Fotografía: EFE/Maxim Shipenkov/Archivo
Brasilia, Brasil.

El regulador sanitario de Brasil, Anvisa, defendió este jueves su decisión de rechazar la importación de la vacuna Sputnik V, alegando que se basó en información del propio desarrollador ruso, que amenazó con demandar por difamación a la institución.

“Las informaciones sobre la presencia de adenovirus replicante [una versión viva de uno de los virus usados como vector] constan en los documentos entregados a Anvisa por el desarrollador de la vacuna Sputnik V”, dijo el presidente del ente, Antonio Barra Torres.

Los creadores de la vacuna rusa habían anunciado horas antes por Twitter la presentación de una demanda judicial “por difamación contra Anvisa por difundir información falsa e incorrecta”.

“Anvisa hizo declaraciones incorrectas y engañosas sin haber probado la vacuna Sputnik V”, subrayaron.

Barra Torres convocó rápidamente a la prensa, para “refutar graves acusaciones que impactan en la confianza y la credibilidad de la autoridad sanitaria brasileña”.

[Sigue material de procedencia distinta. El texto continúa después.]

//! Structured progress events streamed to an external observer.
//!
//! Every event pair is opened with [`InFlight::start`], which emits the
//! `running` event, and closed by consuming the returned handle with
//! [`InFlight::complete`]. The handle is moved on completion, so a pair can
//! never be completed twice. A handle dropped while still open (its future
//! was cancelled, or it unwound) closes the pair with a `Cancelled` event.

use crate::models::SearchResult;
use chrono::{DateTime, Utc};
use serde::{Deserialize, Serialize};
use std::sync::{Arc, Mutex, PoisonError};
use tokio::sync::mpsc;
use tracing::debug;
use uuid::Uuid;

#[derive(Debug, Clone, Copy, PartialEq, Eq, Serialize, Deserialize)]
#[serde(rename_all = "lowercase")]
pub enum EventKind {
    Thoughts,
    Web,
}

#[derive(Debug, Clone, Copy, PartialEq, Eq, Serialize, Deserialize)]
#[serde(rename_all = "lowercase")]
pub enum EventStatus {
    Running,
    Completed,
}

#[derive(Debug, Clone, PartialEq, Serialize, Deserialize)]
#[serde(rename_all = "camelCase")]
pub struct ProgressEvent {
    /// Pairs the `running` event with its `completed` event.
    pub id: String,
    /// The tool invocation that owns this event.
    pub tool_call_id: String,
    pub title: String,
    pub message: String,
    pub kind: EventKind,
    pub status: EventStatus,
    #[serde(default, skip_serializing_if = "Option::is_none")]
    pub queries: Option<Vec<String>>,
    #[serde(default, skip_serializing_if = "Option::is_none")]
    pub results: Option<Vec<SearchResult>>,
    pub emitted_at: DateTime<Utc>,
}

/// Append-only consumer of progress events.
pub trait ProgressSink: Send + Sync {
    fn emit(&self, event: ProgressEvent);
}

/// Forwards events into an unbounded channel. A closed receiver is ignored.
#[derive(Debug, Clone)]
pub struct ChannelSink {
    tx: mpsc::UnboundedSender<ProgressEvent>,
}

impl ChannelSink {
    pub fn new(tx: mpsc::UnboundedSender<ProgressEvent>) -> Self {
        Self { tx }
    }

    pub fn channel() -> (Self, mpsc::UnboundedReceiver<ProgressEvent>) {
        let (tx, rx) = mpsc::unbounded_channel();
        (Self::new(tx), rx)
    }
}

impl ProgressSink for ChannelSink {
    fn emit(&self, event: ProgressEvent) {
        let _ = self.tx.send(event);
    }
}

/// Keeps every event in memory, in emission order.
#[derive(Debug, Default)]
pub struct MemorySink {
    events: Mutex<Vec<ProgressEvent>>,
}

impl MemorySink {
    pub fn new() -> Self {
        Self::default()
    }

    pub fn snapshot(&self) -> Vec<ProgressEvent> {
        self.events
            .lock()
            .unwrap_or_else(PoisonError::into_inner)
            .clone()
    }
}

impl ProgressSink for MemorySink {
    fn emit(&self, event: ProgressEvent) {
        debug!(
            id = %event.id,
            tool_call_id = %event.tool_call_id,
            status = ?event.status,
            title = %event.title,
            "progress"
        );
        self.events
            .lock()
            .unwrap_or_else(PoisonError::into_inner)
            .push(event);
    }
}

/// Discards everything.
#[derive(Debug, Default, Clone, Copy)]
pub struct NullSink;

impl ProgressSink for NullSink {
    fn emit(&self, _event: ProgressEvent) {}
}

/// An opened event pair waiting for its terminal `completed` event.
#[must_use = "an in-flight event must be completed"]
pub struct InFlight {
    sink: Arc<dyn ProgressSink>,
    id: String,
    tool_call_id: String,
    kind: EventKind,
    queries: Option<Vec<String>>,
    open: bool,
}

pub const CANCELLED_TITLE: &str = "Cancelled";

impl InFlight {
    /// Emits the `running` event under a freshly generated correlation id.
    pub fn start(
        sink: &Arc<dyn ProgressSink>,
        tool_call_id: &str,
        kind: EventKind,
        title: impl Into<String>,
        message: impl Into<String>,
        queries: Option<Vec<String>>,
    ) -> Self {
        let id = Uuid::new_v4().to_string();
        sink.emit(ProgressEvent {
            id: id.clone(),
            tool_call_id: tool_call_id.to_string(),
            title: title.into(),
            message: message.into(),
            kind,
            status: EventStatus::Running,
            queries: queries.clone(),
            results: None,
            emitted_at: Utc::now(),
        });
        Self {
            sink: Arc::clone(sink),
            id,
            tool_call_id: tool_call_id.to_string(),
            kind,
            queries,
            open: true,
        }
    }

    pub fn id(&self) -> &str {
        &self.id
    }

    pub fn complete(
        mut self,
        title: impl Into<String>,
        message: impl Into<String>,
        results: Option<Vec<SearchResult>>,
    ) {
        self.finish(title.into(), message.into(), results);
    }

    fn finish(&mut self, title: String, message: String, results: Option<Vec<SearchResult>>) {
        if !std::mem::replace(&mut self.open, false) {
            return;
        }
        self.sink.emit(ProgressEvent {
            id: std::mem::take(&mut self.id),
            tool_call_id: std::mem::take(&mut self.tool_call_id),
            title,
            message,
            kind: self.kind,
            status: EventStatus::Completed,
            queries: self.queries.take(),
            results,
            emitted_at: Utc::now(),
        });
    }
}

impl Drop for InFlight {
    fn drop(&mut self) {
        if self.open {
            debug!(id = %self.id, tool_call_id = %self.tool_call_id, "closing abandoned progress event");
            self.finish(CANCELLED_TITLE.to_string(), "Stopped before completion".to_string(), None);
        }
    }
}
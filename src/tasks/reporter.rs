use crate::error::ResearchError;
use crate::llm::{CompletionRequest, Message};
use crate::models::CompressedBrief;
use crate::progress::{EventKind, InFlight};
use crate::session::ResearchSession;
use crate::truncate::truncate_messages;
use chrono::Utc;
use tracing::{debug, info, instrument};

pub const REPORT_COST_SOURCE: &str = "deep-research-report";
pub const REPORT_EVENT_ID: &str = "final-report";

const REPORT_REQUEST: &str = "Write the final report now, using only the findings above.";

fn report_instructions(research_brief: &str) -> String {
    format!(
        r#"You are a research assistant. Today's date is {}.
Create a comprehensive research report that answers the following brief, based on the findings you are given:

{research_brief}

Requirements:
- Create a well-structured markdown report
- Start with a short summary that answers the brief directly
- Organize the body by theme, not by finding
- Add a conclusion section
- Cite sources inline as [1], [2] and list every cited URL in a final Sources section
- Do not invent facts that are not supported by the findings"#,
        Utc::now().format("%Y-%m-%d")
    )
}

/// Writes the final markdown report from the supervisor's findings.
///
/// Each finding is sent as its own message so that, if the findings outgrow
/// the research model's window, the oldest are dropped first.
#[instrument(skip_all, fields(findings = findings.len()))]
pub async fn write_final_report(
    session: &ResearchSession,
    research_brief: &str,
    findings: &[CompressedBrief],
) -> Result<String, ResearchError> {
    let writing = InFlight::start(
        &session.progress,
        REPORT_EVENT_ID,
        EventKind::Thoughts,
        "Writing report",
        format!("Synthesizing {} findings", findings.len()),
        None,
    );

    let result = request_report(session, research_brief, findings).await;

    match &result {
        Ok(report) => {
            info!(report_len = report.len(), "final report written");
            writing.complete("Report ready", format!("{} characters", report.len()), None);
        }
        Err(err) => writing.complete("Report failed", err.to_string(), None),
    }
    result
}

async fn request_report(
    session: &ResearchSession,
    research_brief: &str,
    findings: &[CompressedBrief],
) -> Result<String, ResearchError> {
    let config = &session.config;
    let mut prompt = Vec::with_capacity(findings.len() + 2);
    prompt.push(Message::system(report_instructions(research_brief)));
    prompt.extend(
        findings
            .iter()
            .enumerate()
            .map(|(i, finding)| Message::user(format!("Finding {}:\n{finding}", i + 1))),
    );
    prompt.push(Message::user(REPORT_REQUEST));

    let window = session.model.context_window(&config.research_model_id);
    let budget = window.saturating_sub(config.research_model_max_tokens as usize);
    let messages = truncate_messages(&prompt, budget, session.token_counter.as_ref())?;
    if messages.len() < prompt.len() {
        debug!(dropped = prompt.len() - messages.len(), budget, "findings truncated for report");
    }

    let request = CompletionRequest {
        model: config.research_model_id.clone(),
        messages,
        tools: Vec::new(),
        max_output_tokens: config.research_model_max_tokens,
    };
    let response = tokio::select! {
        biased;
        _ = session.cancel.cancelled() => return Err(ResearchError::Cancelled),
        response = session.model.complete(request) => response?,
    };
    session
        .costs
        .add_llm_cost(&config.research_model_id, response.usage, REPORT_COST_SOURCE);
    Ok(response.content.unwrap_or_default())
}
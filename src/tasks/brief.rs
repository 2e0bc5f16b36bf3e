use crate::error::ResearchError;
use crate::llm::{CompletionRequest, Message};
use crate::models::ResearchBrief;
use crate::progress::{EventKind, InFlight};
use crate::session::ResearchSession;
use chrono::Utc;
use tracing::{info, instrument};

pub const BRIEF_COST_SOURCE: &str = "deep-research-brief";
pub const BRIEF_EVENT_ID: &str = "research-brief";

fn brief_prompt(query: &str) -> String {
    format!(
        r#"You are a research assistant. Today's date is {}.
Turn the following request into a detailed research brief that will guide a team of researchers:

"{query}"

Requirements:
- State the question to answer and every dimension the user asked about
- Keep constraints the user gave (time period, region, sources, format) and do not invent new ones
- Mark anything the user left open as open rather than guessing
- Write in the first person from the user's point of view
- Return only the brief"#,
        Utc::now().format("%Y-%m-%d")
    )
}

/// Rewrites the user's query into the research brief handed to the supervisor.
#[instrument(skip(session))]
pub async fn write_research_brief(session: &ResearchSession, query: &str) -> Result<ResearchBrief, ResearchError> {
    let config = &session.config;
    let writing = InFlight::start(
        &session.progress,
        BRIEF_EVENT_ID,
        EventKind::Thoughts,
        "Planning research",
        query,
        None,
    );

    let request = CompletionRequest {
        model: config.research_model_id.clone(),
        messages: vec![Message::user(brief_prompt(query))],
        tools: Vec::new(),
        max_output_tokens: config.research_model_max_tokens,
    };
    let response = tokio::select! {
        biased;
        _ = session.cancel.cancelled() => Err(ResearchError::Cancelled),
        response = session.model.complete(request) => response.map_err(ResearchError::from),
    };

    let response = match response {
        Ok(response) => response,
        Err(err) => {
            writing.complete("Planning failed", err.to_string(), None);
            return Err(err);
        }
    };
    session
        .costs
        .add_llm_cost(&config.research_model_id, response.usage, BRIEF_COST_SOURCE);

    // An empty brief still leaves the supervisor something to work from.
    let brief = response
        .content
        .map(|text| text.trim().to_string())
        .filter(|text| !text.is_empty())
        .unwrap_or_else(|| query.to_string());
    info!(brief_len = brief.len(), "research brief written");
    writing.complete("Research planned", brief.clone(), None);
    Ok(brief)
}

#[cfg(test)]
mod tests {
    use super::*;
    use crate::config::AgentSessionConfig;
    use crate::cost::CostEntry;
    use crate::llm::{CompletionResponse, MockLanguageModel};
    use crate::progress::{EventStatus, MemorySink};
    use std::sync::Arc;

    #[tokio::test]
    async fn test_brief_records_cost_and_events() {
        let model = Arc::new(MockLanguageModel::with_text("  I want to compare heat pumps.  "));
        let memory = Arc::new(MemorySink::new());
        let session = ResearchSession::new(AgentSessionConfig::default(), model.clone())
            .with_progress(memory.clone());

        let brief = write_research_brief(&session, "heat pumps vs boilers").await.unwrap();
        assert_eq!(brief, "I want to compare heat pumps.");
        assert!(model.requests()[0].messages[0].content.contains("heat pumps vs boilers"));

        let entries = session.costs.entries();
        assert!(matches!(&entries[..], [CostEntry::Llm { source, .. }] if source == BRIEF_COST_SOURCE));

        let events = memory.snapshot();
        assert_eq!(events.len(), 2);
        assert_eq!(events[0].id, events[1].id);
        assert_eq!(events[1].status, EventStatus::Completed);
    }

    #[tokio::test]
    async fn test_empty_brief_falls_back_to_query() {
        let model = Arc::new(MockLanguageModel::with_text("   "));
        let session = ResearchSession::new(AgentSessionConfig::default(), model);
        let brief = write_research_brief(&session, "tidal energy").await.unwrap();
        assert_eq!(brief, "tidal energy");
    }

    #[tokio::test]
    async fn test_failure_still_completes_the_event() {
        let model = Arc::new(MockLanguageModel::new(|_| {
            Err(crate::error::LlmError::Other("offline".to_string()))
        }));
        let memory = Arc::new(MemorySink::new());
        let session = ResearchSession::new(AgentSessionConfig::default(), model).with_progress(memory.clone());

        assert!(write_research_brief(&session, "q").await.is_err());
        let events = memory.snapshot();
        assert_eq!(events.len(), 2);
        assert_eq!(events[1].title, "Planning failed");
        assert!(session.costs.is_empty());
    }
}
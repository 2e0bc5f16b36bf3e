//! Error types for the research engine.
//!
//! Provider-level failures (`LlmError`, `SearchProviderError`, `ToolError`)
//! are kept apart from the orchestration-level `ResearchError` so that each
//! layer can decide whether to recover locally or propagate.

use thiserror::Error;

/// Errors from language-model calls.
#[derive(Debug, Error)]
pub enum LlmError {
    #[error("{provider} API key not configured (set {env_var})")]
    MissingApiKey { provider: String, env_var: String },

    #[error("request to language model failed: {0}")]
    Transport(#[from] reqwest::Error),

    #[error("language model returned HTTP {status}: {body}")]
    Status { status: u16, body: String },

    #[error("could not parse model response: {0}")]
    ResponseParse(String),

    #[error("model call failed: {0}")]
    Other(String),
}

/// Errors from tool dispatch inside a generation loop.
///
/// These never abort the loop; they are rendered as tool results so the
/// model can react to them.
#[derive(Debug, Error)]
pub enum ToolError {
    #[error("unknown tool: {name}")]
    UnknownTool { name: String },

    #[error("invalid arguments for tool '{name}': {reason}")]
    InvalidArguments { name: String, reason: String },

    #[error("tool '{name}' failed: {message}")]
    Execution { name: String, message: String },
}

/// Errors raised by a search backend.
#[derive(Debug, Error)]
pub enum SearchProviderError {
    #[error("{provider} not configured")]
    NotConfigured { provider: String },

    #[error("search provider returned HTTP {status}: {body}")]
    Status { status: u16, body: String },

    #[error("search request failed: {0}")]
    Transport(#[from] reqwest::Error),

    #[error("could not decode search response: {0}")]
    Decode(String),
}

impl SearchProviderError {
    /// HTTP status code, when the failure carried one.
    pub fn status(&self) -> Option<u16> {
        match self {
            Self::Status { status, .. } => Some(*status),
            Self::Transport(err) => err.status().map(|s| s.as_u16()),
            _ => None,
        }
    }
}

/// Top-level error for research orchestration.
#[derive(Debug, Error)]
pub enum ResearchError {
    #[error("configuration error: {0}")]
    Config(String),

    #[error("no tools available: configure search or connectors")]
    NoToolsAvailable,

    #[error("system instructions need {system_tokens} tokens but the context budget is {budget}")]
    ContextBudgetExceeded { system_tokens: usize, budget: usize },

    #[error(transparent)]
    Llm(#[from] LlmError),

    #[error("research run cancelled")]
    Cancelled,

    #[error("research queue is closed")]
    QueueClosed,
}

impl ResearchError {
    pub fn is_cancelled(&self) -> bool {
        matches!(self, Self::Cancelled)
    }
}
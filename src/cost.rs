//! Cost ledger for one top-level research request.
//!
//! Entries are appended as calls complete and are never mutated. Pricing is
//! resolved only when the total is computed; a model without known pricing
//! contributes zero rather than failing the run.

use crate::llm::TokenUsage;
use serde::{Deserialize, Serialize};
use std::sync::{Arc, Mutex, PoisonError};

#[derive(Debug, Clone, PartialEq, Serialize, Deserialize)]
#[serde(tag = "type", rename_all = "snake_case")]
pub enum CostEntry {
    Llm {
        model_id: String,
        usage: TokenUsage,
        source: String,
    },
    Api {
        api_name: String,
        cost_cents: u64,
    },
}

/// Per-token prices in USD.
#[derive(Debug, Clone, Copy, PartialEq)]
pub struct ModelPricing {
    pub input_price_per_token: f64,
    pub output_price_per_token: f64,
}

impl ModelPricing {
    pub fn per_million(input: f64, output: f64) -> Self {
        Self {
            input_price_per_token: input / 1_000_000.0,
            output_price_per_token: output / 1_000_000.0,
        }
    }

    /// Cost of `usage` in cents, rounded up.
    pub fn cost_cents(&self, usage: &TokenUsage) -> f64 {
        let dollars = usage.input_tokens as f64 * self.input_price_per_token
            + usage.output_tokens as f64 * self.output_price_per_token;
        (dollars * 100.0).ceil()
    }
}

pub trait PricingLookup: Send + Sync {
    fn model_pricing(&self, model_id: &str) -> Option<ModelPricing>;
}

impl<F> PricingLookup for F
where
    F: Fn(&str) -> Option<ModelPricing> + Send + Sync,
{
    fn model_pricing(&self, model_id: &str) -> Option<ModelPricing> {
        self(model_id)
    }
}

/// Built-in price table keyed on model id prefixes (USD per million tokens).
#[derive(Debug, Clone, Copy, Default)]
pub struct StaticPricing;

impl PricingLookup for StaticPricing {
    fn model_pricing(&self, model_id: &str) -> Option<ModelPricing> {
        let id = model_id.to_lowercase();
        // Provider prefixes like "openai/gpt-4o" are ignored.
        let id = id.rsplit('/').next().unwrap_or(&id);

        // More specific prefixes first.
        const TABLE: &[(&str, f64, f64)] = &[
            ("gpt-5-nano", 0.05, 0.40),
            ("gpt-5-mini", 0.25, 2.00),
            ("gpt-5", 1.25, 10.00),
            ("gpt-4.1-nano", 0.10, 0.40),
            ("gpt-4.1-mini", 0.40, 1.60),
            ("gpt-4.1", 2.00, 8.00),
            ("gpt-4o-mini", 0.15, 0.60),
            ("gpt-4o", 2.50, 10.00),
            ("gpt-4-turbo", 10.00, 30.00),
            ("gpt-3.5-turbo", 0.50, 1.50),
            ("o4-mini", 1.10, 4.40),
            ("o3-mini", 1.10, 4.40),
            ("o3", 2.00, 8.00),
            ("claude-opus-4", 15.00, 75.00),
            ("claude-sonnet-4", 3.00, 15.00),
            ("claude-3-5-haiku", 0.80, 4.00),
            ("gemini-2.5-pro", 1.25, 10.00),
            ("gemini-2.5-flash", 0.30, 2.50),
        ];

        TABLE
            .iter()
            .find(|(prefix, _, _)| id.starts_with(prefix))
            .map(|(_, input, output)| ModelPricing::per_million(*input, *output))
    }
}

/// Append-only ledger shared by every component of one request.
pub struct CostAccumulator {
    entries: Mutex<Vec<CostEntry>>,
    pricing: Arc<dyn PricingLookup>,
}

impl CostAccumulator {
    pub fn new(pricing: Arc<dyn PricingLookup>) -> Self {
        Self {
            entries: Mutex::new(Vec::new()),
            pricing,
        }
    }

    pub fn add_llm_cost(&self, model_id: &str, usage: TokenUsage, source: &str) {
        self.push(CostEntry::Llm {
            model_id: model_id.to_string(),
            usage,
            source: source.to_string(),
        });
    }

    /// Records a flat fee. Zero and negative amounts are dropped.
    pub fn add_api_cost(&self, api_name: &str, cost_cents: i64) {
        if cost_cents <= 0 {
            return;
        }
        self.push(CostEntry::Api {
            api_name: api_name.to_string(),
            cost_cents: cost_cents as u64,
        });
    }

    pub fn total_cost_cents(&self) -> u64 {
        let total: f64 = self
            .entries()
            .iter()
            .map(|entry| match entry {
                CostEntry::Api { cost_cents, .. } => *cost_cents as f64,
                CostEntry::Llm {
                    model_id, usage, ..
                } => self
                    .pricing
                    .model_pricing(model_id)
                    .map_or(0.0, |pricing| pricing.cost_cents(usage)),
            })
            .sum();
        total.ceil() as u64
    }

    pub fn entries(&self) -> Vec<CostEntry> {
        self.lock().clone()
    }

    pub fn len(&self) -> usize {
        self.lock().len()
    }

    pub fn is_empty(&self) -> bool {
        self.lock().is_empty()
    }

    fn push(&self, entry: CostEntry) {
        self.lock().push(entry);
    }

    fn lock(&self) -> std::sync::MutexGuard<'_, Vec<CostEntry>> {
        self.entries.lock().unwrap_or_else(PoisonError::into_inner)
    }
}

impl Default for CostAccumulator {
    fn default() -> Self {
        Self::new(Arc::new(StaticPricing))
    }
}

impl std::fmt::Debug for CostAccumulator {
    fn fmt(&self, f: &mut std::fmt::Formatter<'_>) -> std::fmt::Result {
        f.debug_struct("CostAccumulator")
            .field("entries", &self.len())
            .finish()
    }
}

#[cfg(test)]
mod tests {
    use super::*;
    use proptest::prelude::*;

    fn usage(input: u64, output: u64) -> TokenUsage {
        TokenUsage {
            input_tokens: input,
            output_tokens: output,
        }
    }

    fn flat_pricing() -> Arc<dyn PricingLookup> {
        // 1 cent per input token, 2 cents per output token for "priced", nothing else.
        Arc::new(|model: &str| {
            (model == "priced").then_some(ModelPricing {
                input_price_per_token: 0.01,
                output_price_per_token: 0.02,
            })
        })
    }

    #[test]
    fn test_empty_ledger_costs_nothing() {
        let costs = CostAccumulator::default();
        assert_eq!(costs.total_cost_cents(), 0);
        assert!(costs.is_empty());
    }

    #[test]
    fn test_non_positive_api_costs_are_dropped() {
        let costs = CostAccumulator::default();
        costs.add_api_cost("tavily", 0);
        costs.add_api_cost("tavily", -5);
        assert!(costs.is_empty());

        costs.add_api_cost("tavily", 3);
        assert_eq!(costs.len(), 1);
        assert_eq!(costs.total_cost_cents(), 3);
    }

    #[test]
    fn test_llm_cost_uses_pricing() {
        let costs = CostAccumulator::new(flat_pricing());
        costs.add_llm_cost("priced", usage(10, 5), "deep-research-researcher");
        assert_eq!(costs.total_cost_cents(), 20);
    }

    #[test]
    fn test_unknown_model_contributes_zero() {
        let costs = CostAccumulator::new(flat_pricing());
        costs.add_llm_cost("mystery-model", usage(1_000_000, 1_000_000), "x");
        costs.add_api_cost("exa", 1);
        assert_eq!(costs.len(), 2);
        assert_eq!(costs.total_cost_cents(), 1);
    }

    #[test]
    fn test_fractional_entry_is_rounded_up() {
        let costs = CostAccumulator::default();
        // gpt-4o-mini input: $0.15 / 1M tokens; 1000 tokens is 0.015 cents.
        costs.add_llm_cost("gpt-4o-mini", usage(1000, 0), "x");
        assert_eq!(costs.total_cost_cents(), 1);
    }

    #[test]
    fn test_entries_keep_append_order() {
        let costs = CostAccumulator::default();
        costs.add_llm_cost("gpt-4o", usage(1, 1), "deep-research-supervisor");
        costs.add_api_cost("tavily", 1);
        let entries = costs.entries();
        assert!(matches!(entries[0], CostEntry::Llm { .. }));
        assert!(matches!(entries[1], CostEntry::Api { .. }));
    }

    #[test]
    fn test_static_pricing_prefers_specific_prefix() {
        let mini = StaticPricing.model_pricing("gpt-4o-mini-2024-07-18").unwrap();
        let full = StaticPricing.model_pricing("openai/gpt-4o").unwrap();
        assert!(mini.input_price_per_token < full.input_price_per_token);
        assert!(StaticPricing.model_pricing("llama3.1:8b").is_none());
    }

    proptest! {
        #[test]
        fn prop_total_never_decreases(
            ops in prop::collection::vec((any::<bool>(), 0u64..50_000, 0u64..50_000, -10i64..100), 0..40)
        ) {
            let costs = CostAccumulator::new(flat_pricing());
            let mut previous = costs.total_cost_cents();
            for (is_llm, input, output, cents) in ops {
                if is_llm {
                    costs.add_llm_cost("priced", usage(input, output), "prop");
                } else {
                    costs.add_api_cost("api", cents);
                }
                let current = costs.total_cost_cents();
                prop_assert!(current >= previous);
                previous = current;
            }
        }
    }
}
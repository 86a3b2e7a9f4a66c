/// State changes of a drawing surface, in the order they happened
#[derive(Debug, Clone, PartialEq)]
pub enum SurfaceEvent {
    /// A pointer-down began a new stroke
    StrokeStarted,
    /// The in-progress stroke grew by one smoothed segment
    SegmentAdded,
    /// A stroke was baked into the raster and pushed onto history
    StrokeCommitted { segments: usize },
    /// Undone strokes were dropped and can no longer be redone
    RedoDiscarded { count: usize },
    /// The newest stroke was undone and the raster replayed
    Undone,
    /// The most recently undone stroke was restored
    Redone,
    /// History and raster were wiped
    Cleared,
    /// The raster was reallocated for a new viewport size
    Resized { width: u32, height: u32 },
}

impl SurfaceEvent {
    /// Whether the visible frame changed and a repaint is due
    pub fn needs_redraw(&self) -> bool {
        !matches!(self, SurfaceEvent::RedoDiscarded { .. } | SurfaceEvent::StrokeStarted)
    }
}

“Anvisa fue acusada de mentir, de actuar de manera antiética y de producir una noticia falsa sobre la identificación de adenovirus replicante en documentos sobre la vacuna Sputnik V”, agregó.

En su exposición, los técnicos de la Anvisa exhibieron documentos e inclusive un video de una reunión virtual realizada en marzo con los fabricantes rusos para sanar estas dudas.

Según el regulador brasileño, los responsables por la Sputnik V no aclararon todas sus preguntas en el momento ni en los documentos enviados días después.

El problema se centra en un “vector de adenovirus”, un patógeno que normalmente causa una enfermedad respiratoria leve pero que en las vacunas está modificado genéticamente para impedir su replicación. Ese patógeno también está modificado para portar las instrucciones de ADN, a fin de que las células humanas desarrollen la proteína espiga del coronavirus, causante de la enfermedad.

Esto, a su vez, entrena al sistema humano en caso de que se encuentre con el coronavirus real.

El colegiado de cinco directores de Anvisa acogió el lunes la recomendación del área técnica del organismo, que además de esta cuestión identificó diversas “incertidumbres” en relación a la seguridad y eficacia del inmunizante.

La Sputnik V, del laboratorio Gamaleia, está siendo utilizada en numerosos países además de Rusia, entre ellos Bolivia, México, Argentina y Venezuela. Pero hasta ahora no ha sido aprobada por la Agencia Europea de Medicamentos (EMA) ni por la FDA (Administración Federal de Alimentos y Medicamentos) de Estados Unidos.

– La puerta sigue abierta –

Pese a la polémica, Barra Torres aseguró que la vacuna rusa aún puede ser autorizada en Brasil, mediante la entrega de más información.

La evaluación actual “es un retrato temporal, que puede ser modificado. No estamos cerrando la puerta a absolutamente nada. Esos datos presentados pueden ser revisados, corregidos y presentados de nuevo”, afirmó el jefe de Anvisa.

“El lunes pasado no fue posible aprobarla, lo que nos dio una gran tristeza. Fue el único motivo”, agregó.

El pedido de importación de la vacuna rusa había sido hecho por gobernadores del nordeste, preocupados por la falta de inmunizantes.

Brasil, donde la pandemia dejó ya 400 mil muertos, empezó su campaña de vacunación con gran retraso. Hasta ahora usa la vacuna china CoronaVac y la sueco-británica AstraZeneca, que sufren problemas de entrega.